Olan biten en acı/kötü hadiseler bile kişilerin vicdanlarında bir yankı oluşturamıyor ve onları harekete geçiremiyorsa, hangi insanlık davasından bahsedeceğiz Allah aşkına?
Benim liderim en doğruyu söyler, benim partim asla yanlış yapmaz, benim cemaatim yanılmaz, bizi destekleyen vakıf/cemaat ne yapsa yeridir anlayışıyla hangi doğru, hangi güzellik yakalanabilir?
Sahte problemler etrafında dönen tartışmalar, asıl problemlerin üstünü örtüyor.
Başta terör olmak üzere; eğitimden hukuka, tarımdan ekonomiye, vakıflardan çocuk yuvalarına kadar devasa problemler ortadayken, “öyle dedi, böyle demedi; ben dedim, sen dedin” tartışmalarıyla yapay gündemler oluşturuluyor!
GÜNAHSIZ İLK TAŞI ATSIN
Barnabas İncil’inde geçen şu hikâye halimize ayna tutuyor:
“Hz. İsa mabede girince, kendisine zina suçu işlemiş bir kadın getirdiler.
Fitneci grup aralarında şöyle dediler: “Eğer onu kurtarırsa, bu Musa’nın kanununa aykırıdır, der onu suçlarız.
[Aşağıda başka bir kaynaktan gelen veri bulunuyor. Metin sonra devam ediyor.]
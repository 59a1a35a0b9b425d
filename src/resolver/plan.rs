// src/resolver/plan.rs

//! Resolution plan data structures
//!
//! Contains the result types of one resolution pass.

use crate::lock::PackageType;
use std::fmt;

/// Result of one resolution pass
#[derive(Debug, Clone, PartialEq, Eq)]
pub struct ResolutionPlan {
    /// Every identifier, dependents before dependencies
    pub sort_order: Vec<String>,
    /// Dependencies referenced but not installed, in first-referenced order
    pub implied: Vec<String>,
    /// What the driver should do next
    pub outcome: PassOutcome,
}

/// The single action a pass asks the driver to take
#[derive(Debug, Clone, PartialEq, Eq)]
pub enum PassOutcome {
    /// Create a package for an implied dependency
    Install(ResolvedDependency),
    /// Move an installed package to a newer version
    Upgrade(UpgradeCandidate),
    /// Every dependency is installed and satisfied
    Satisfied,
}

/// An implied dependency with the version chosen for it
#[derive(Debug, Clone, PartialEq, Eq)]
pub struct ResolvedDependency {
    pub package: String,
    pub package_type: Option<PackageType>,
    /// Tag or digest to install
    pub version: String,
}

/// An installed package whose version violates a parent constraint
#[derive(Debug, Clone, PartialEq, Eq)]
pub struct UpgradeCandidate {
    /// Name of the installed package object
    pub name: String,
    pub package: String,
    pub from: String,
    pub to: String,
}

impl fmt::Display for PassOutcome {
    fn fmt(&self, f: &mut fmt::Formatter<'_>) -> fmt::Result {
        match self {
            PassOutcome::Install(dep) => match dep.package_type {
                Some(t) => write!(f, "install {} {}:{}", t, dep.package, dep.version),
                None => write!(f, "install {}:{}", dep.package, dep.version),
            },
            PassOutcome::Upgrade(up) => {
                write!(f, "upgrade {} ({}) {} -> {}", up.name, up.package, up.from, up.to)
            }
            PassOutcome::Satisfied => write!(f, "all dependencies satisfied"),
        }
    }
}
//! Page commands: `visit`, `routes`.

use am_botanics_storefront::{Chrome, Rendered, RouteTable, Shell};

use super::CommandError;

/// Render `path` the way the browser shell would after startup.
pub async fn visit(shell: &Shell, path: &str) -> Result<(), CommandError> {
    let startup = shell.start();
    // A product page rendered before the preload lands would look empty.
    if let Err(e) = startup.preload.await {
        tracing::warn!(error = %e, "Product preload task failed");
    }

    match shell.visit(path).await? {
        Rendered::View(view) => {
            tracing::info!(status = ?view.status, page = ?view.page, "Rendered");
            #[allow(clippy::print_stdout)]
            {
                println!("{}", view.html);
            }
        }
        Rendered::Redirect { to } => {
            #[allow(clippy::print_stdout)]
            {
                println!("Redirected to {to}");
            }
        }
        Rendered::Superseded => {
            tracing::warn!(path, "Navigation superseded");
        }
    }
    Ok(())
}

/// Print the route table.
pub fn routes() {
    for route in RouteTable::standard().routes() {
        let chrome = match route.chrome {
            Chrome::Public => "public",
            Chrome::Admin => "admin",
        };
        let widget = if route.contact_widget { "contact" } else { "-" };

        #[allow(clippy::print_stdout)]
        {
            println!("{:<22} {:<20} {:<7} {widget}", route.pattern, route.page.as_str(), chrome);
        }
    }
}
Eğer mahkûm ederse, bu kendi akidesine aykırıdır. Çünkü o merhamet tebliğ etmektedir.”
Bu şekilde İsa’ya varıp “Bu kadını zina ederken bulduk, Musa böylesinin recm edilmesini emretmişti, sen ne dersin” dediler.
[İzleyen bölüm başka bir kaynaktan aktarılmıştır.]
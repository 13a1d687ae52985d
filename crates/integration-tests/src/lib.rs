//! Integration tests for the Am-Botanics storefront shell.
//!
//! The tests run the real client, session store and shell against
//! [`MockBackend`], an in-process axum server that mimics the storefront REST
//! API and counts what it receives.
//!
//! # Running Tests
//!
//! ```bash
//! cargo test -p am-botanics-integration-tests
//! ```
//!
//! # Endpoints
//!
//! ```text
//! POST /api/auth/login   - credentials below; unknown ones get 400 + message
//! GET  /api/auth/me      - bearer token → { user } or 401
//! GET  /api/products     - public catalogue
//! GET  /api/orders       - requires a valid bearer token
//! GET  /api/echo-auth    - echoes the Authorization header
//! GET  /api/slow         - answers after two seconds
//! GET  /api/broken       - 200 with a non-JSON body
//! GET  /api/fail         - 500 with a message
//! ```

#![cfg_attr(not(test), forbid(unsafe_code))]

use std::collections::HashMap;
use std::net::SocketAddr;
use std::sync::Arc;
use std::sync::atomic::{AtomicBool, AtomicUsize, Ordering};
use std::time::Duration;

use am_botanics_client::ApiClientConfig;
use am_botanics_storefront::StorefrontConfig;
use axum::{
    Json, Router,
    extract::State,
    http::{HeaderMap, StatusCode, header::AUTHORIZATION},
    response::{IntoResponse, Response},
    routing::{get, post},
};
use parking_lot::Mutex;
use serde::Deserialize;
use serde_json::{Value, json};
use tokio::task::JoinHandle;
use url::Url;

pub const ADMIN_EMAIL: &str = "owner@ambotanics.pk";
pub const ADMIN_PASSWORD: &str = "moringa-2024";
pub const ADMIN_TOKEN: &str = "admin-token";

pub const CUSTOMER_EMAIL: &str = "shopper@ambotanics.pk";
pub const CUSTOMER_PASSWORD: &str = "neem-soap";
pub const CUSTOMER_TOKEN: &str = "customer-token";

/// Rejected by `/api/auth/me` with a 401.
pub const EXPIRED_TOKEN: &str = "expired-token";

/// Logging in as this account fails with a bare 500.
pub const SILENT_FAILURE_EMAIL: &str = "crash@ambotanics.pk";

/// Message the mock sends for wrong credentials.
pub const INVALID_CREDENTIALS: &str = "Invalid credentials";

/// Sent the way Mongoose serializes with virtuals on: both `_id` and `id`.
#[must_use]
pub fn admin_user() -> Value {
    json!({
        "_id": "u-admin",
        "id": "u-admin",
        "role": "admin",
        "name": "Ayesha Khan",
        "email": ADMIN_EMAIL
    })
}

#[must_use]
pub fn customer_user() -> Value {
    json!({
        "_id": "u-shopper",
        "role": "customer",
        "name": "Bilal Ahmed",
        "email": CUSTOMER_EMAIL,
        "phone": "0300-1234567"
    })
}

#[must_use]
pub fn catalogue() -> Value {
    json!([
        {"_id": "p1", "name": "Moringa Face Cream"},
        {"_id": "p2", "name": "Charcoal Body Soap"}
    ])
}

#[derive(Default)]
struct MockState {
    sessions: Mutex<HashMap<String, Value>>,
    seen_auth: Mutex<Vec<(&'static str, Option<String>)>>,
    login_calls: AtomicUsize,
    me_calls: AtomicUsize,
    products_calls: AtomicUsize,
    login_delay: Mutex<Duration>,
    me_delay: Mutex<Duration>,
    products_fail: AtomicBool,
}

impl MockState {
    fn record(&self, path: &'static str, headers: &HeaderMap) -> Option<String> {
        let auth = headers
            .get(AUTHORIZATION)
            .and_then(|v| v.to_str().ok())
            .map(String::from);
        self.seen_auth.lock().push((path, auth.clone()));
        auth
    }

    fn user_for(&self, auth: Option<&str>) -> Option<Value> {
        let token = auth?.strip_prefix("Bearer ")?;
        self.sessions.lock().get(token).cloned()
    }
}

async fn pause(delay: Duration) {
    if !delay.is_zero() {
        tokio::time::sleep(delay).await;
    }
}

fn unauthorized(message: &str) -> Response {
    (StatusCode::UNAUTHORIZED, Json(json!({ "message": message }))).into_response()
}

#[derive(Deserialize)]
struct LoginBody {
    email: String,
    password: String,
}

async fn login(State(state): State<Arc<MockState>>, Json(body): Json<LoginBody>) -> Response {
    state.login_calls.fetch_add(1, Ordering::SeqCst);
    let delay = *state.login_delay.lock();
    pause(delay).await;

    let (token, user) = match (body.email.as_str(), body.password.as_str()) {
        (ADMIN_EMAIL, ADMIN_PASSWORD) => (ADMIN_TOKEN, admin_user()),
        (CUSTOMER_EMAIL, CUSTOMER_PASSWORD) => (CUSTOMER_TOKEN, customer_user()),
        (SILENT_FAILURE_EMAIL, _) => return StatusCode::INTERNAL_SERVER_ERROR.into_response(),
        _ => {
            return (
                StatusCode::BAD_REQUEST,
                Json(json!({ "message": INVALID_CREDENTIALS })),
            )
                .into_response();
        }
    };

    state
        .sessions
        .lock()
        .insert(token.to_string(), user.clone());
    Json(json!({ "token": token, "user": user })).into_response()
}

async fn me(State(state): State<Arc<MockState>>, headers: HeaderMap) -> Response {
    state.me_calls.fetch_add(1, Ordering::SeqCst);
    let auth = state.record("/api/auth/me", &headers);
    let delay = *state.me_delay.lock();
    pause(delay).await;

    match state.user_for(auth.as_deref()) {
        Some(user) => Json(json!({ "user": user })).into_response(),
        None => unauthorized("Token expired"),
    }
}

async fn products(State(state): State<Arc<MockState>>, headers: HeaderMap) -> Response {
    state.products_calls.fetch_add(1, Ordering::SeqCst);
    state.record("/api/products", &headers);
    if state.products_fail.load(Ordering::SeqCst) {
        return (
            StatusCode::SERVICE_UNAVAILABLE,
            Json(json!({ "message": "Catalogue offline" })),
        )
            .into_response();
    }
    Json(catalogue()).into_response()
}

async fn orders(State(state): State<Arc<MockState>>, headers: HeaderMap) -> Response {
    let auth = state.record("/api/orders", &headers);
    if state.user_for(auth.as_deref()).is_none() {
        return unauthorized("Not authorized");
    }
    Json(json!([{ "_id": "o1", "status": "pending" }])).into_response()
}

async fn echo_auth(State(state): State<Arc<MockState>>, headers: HeaderMap) -> Json<Value> {
    let auth = state.record("/api/echo-auth", &headers);
    Json(json!({ "authorization": auth }))
}

async fn slow() -> Json<Value> {
    tokio::time::sleep(Duration::from_secs(2)).await;
    Json(json!({ "ok": true }))
}

async fn broken() -> Response {
    (StatusCode::OK, "<html>not json</html>").into_response()
}

async fn fail() -> Response {
    (
        StatusCode::INTERNAL_SERVER_ERROR,
        Json(json!({ "message": "Database unavailable" })),
    )
        .into_response()
}

/// In-process stand-in for the storefront REST API.
pub struct MockBackend {
    base_url: Url,
    state: Arc<MockState>,
    server: JoinHandle<()>,
}

impl MockBackend {
    /// Bind to an ephemeral port and start serving.
    ///
    /// # Panics
    ///
    /// Panics if the listener cannot be bound.
    pub async fn start() -> Self {
        let state = Arc::new(MockState::default());
        {
            let mut sessions = state.sessions.lock();
            sessions.insert(ADMIN_TOKEN.to_string(), admin_user());
            sessions.insert(CUSTOMER_TOKEN.to_string(), customer_user());
        }

        let app = Router::new()
            .route("/api/auth/login", post(login))
            .route("/api/auth/me", get(me))
            .route("/api/products", get(products))
            .route("/api/orders", get(orders))
            .route("/api/echo-auth", get(echo_auth))
            .route("/api/slow", get(slow))
            .route("/api/broken", get(broken))
            .route("/api/fail", get(fail))
            .with_state(Arc::clone(&state));

        let listener = tokio::net::TcpListener::bind("127.0.0.1:0")
            .await
            .expect("Failed to bind mock backend");
        let addr = listener.local_addr().expect("Mock backend has no address");
        let server = tokio::spawn(async move {
            let _ = axum::serve(listener, app).await;
        });

        Self {
            base_url: base_url(addr),
            state,
            server,
        }
    }

    #[must_use]
    pub const fn base_url(&self) -> &Url {
        &self.base_url
    }

    /// Client configuration pointing at this backend.
    #[must_use]
    pub fn client_config(&self) -> ApiClientConfig {
        ApiClientConfig::new(self.base_url.clone())
    }

    /// Shell configuration pointing at this backend.
    ///
    /// # Panics
    ///
    /// Panics if the generated configuration is invalid.
    #[must_use]
    pub fn shell_config(&self) -> StorefrontConfig {
        let base = self.base_url.to_string();
        StorefrontConfig::from_lookup(|key| (key == "AB_API_BASE_URL").then(|| base.clone()))
            .expect("Mock backend config is valid")
    }

    #[must_use]
    pub fn login_calls(&self) -> usize {
        self.state.login_calls.load(Ordering::SeqCst)
    }

    #[must_use]
    pub fn me_calls(&self) -> usize {
        self.state.me_calls.load(Ordering::SeqCst)
    }

    #[must_use]
    pub fn products_calls(&self) -> usize {
        self.state.products_calls.load(Ordering::SeqCst)
    }

    /// `Authorization` headers received on `path`, in order.
    #[must_use]
    pub fn auth_headers(&self, path: &str) -> Vec<Option<String>> {
        self.state
            .seen_auth
            .lock()
            .iter()
            .filter(|(p, _)| *p == path)
            .map(|(_, auth)| auth.clone())
            .collect()
    }

    pub fn set_login_delay(&self, delay: Duration) {
        *self.state.login_delay.lock() = delay;
    }

    pub fn set_me_delay(&self, delay: Duration) {
        *self.state.me_delay.lock() = delay;
    }

    pub fn fail_products(&self, fail: bool) {
        self.state.products_fail.store(fail, Ordering::SeqCst);
    }

    /// Invalidate a token server-side.
    pub fn revoke(&self, token: &str) {
        self.state.sessions.lock().remove(token);
    }
}

impl Drop for MockBackend {
    fn drop(&mut self) {
        self.server.abort();
    }
}

fn base_url(addr: SocketAddr) -> Url {
    Url::parse(&format!("http://{addr}")).expect("Socket address is a valid URL")
}

/// Address nothing is listening on.
///
/// # Panics
///
/// Panics if no ephemeral port can be reserved.
pub async fn closed_port_url() -> Url {
    let listener = tokio::net::TcpListener::bind("127.0.0.1:0")
        .await
        .expect("Failed to reserve port");
    let addr = listener.local_addr().expect("Listener has no address");
    drop(listener);
    base_url(addr)
}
İsa eğildi, parmağıyla yerde bir ayna yaptı ve içinde herkes kendi kötülüklerini gördü.
İsa doğrulup parmağıyla aynayı gösterdi ve “İlk taşı günahsız olan atsın” dedi ve yeniden eğilip aynayı çizdi. Bunu gören insanlar, en yaşlısından başlayarak bir bir çıktılar.” (Barnabas İncili, Bab 201)
Tabir caizse kimse masum değil...
Hele en tepeden en aşağı tüm sorumlular hiç değil!
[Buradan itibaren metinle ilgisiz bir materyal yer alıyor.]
//! Session commands: `login`, `logout`, `whoami`.

use am_botanics_client::SessionState;
use am_botanics_core::SessionUser;
use am_botanics_storefront::Shell;
use secrecy::SecretString;

use super::CommandError;

fn describe(user: &SessionUser) -> String {
    format!("{} ({}, id {})", user.display_name(), user.role, user.id)
}

/// Log in and persist the token.
pub async fn login(shell: &Shell, email: &str, password: String) -> Result<(), CommandError> {
    let user = shell.login(email, SecretString::from(password)).await?;
    tracing::info!(user_id = %user.id, "Login successful");

    #[allow(clippy::print_stdout)]
    {
        println!("Logged in as {}", describe(&user));
    }
    Ok(())
}

/// Remove the stored token.
pub fn logout(shell: &Shell) {
    shell.logout();

    #[allow(clippy::print_stdout)]
    {
        println!("Logged out");
    }
}

/// Validate the stored token against the backend and print the result.
pub async fn whoami(shell: &Shell) {
    let snapshot = shell.session().rehydrate().await;

    let line = match &snapshot.state {
        SessionState::Authenticated(user) => describe(user),
        SessionState::Anonymous | SessionState::Unknown => "Not logged in".to_string(),
    };

    #[allow(clippy::print_stdout)]
    {
        println!("{line}");
    }
}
Çocukların teninde masumiyet katlediliyor. Ahlak göz göre göre çiğneniyor ve fakat bakın biz neleri tartışıyoruz!
HEMEN BAŞLAMALI
Bazı konuları konuşmak bile zaman kaybı...
Önemli olan Türkiye’deki ahlaki çöküntü...
Emanet olan çocukların istismarı...
Aynı ahlaki çöküntü başka başka konularda da sürekli büyüyor.
Bunları tartışmak cesaretini ve basiretini kendimizde neden bulamıyoruz?
Neden sorumlular birilerini aklama peşindeler?
Cesaretle sorunların üzerine neden gitmiyorlar?
Nereden başlamamız gerekiyorsa, başlayalım.
Korkmadan, çekinmeden... Etik karakter, dürüstlük, ahlaki erdemler nerededir soruları cevap bulsun.
Sensin, benim; bizimki, onlarınki gibi cümlelerin bizi götüreceği yer uçurumdur.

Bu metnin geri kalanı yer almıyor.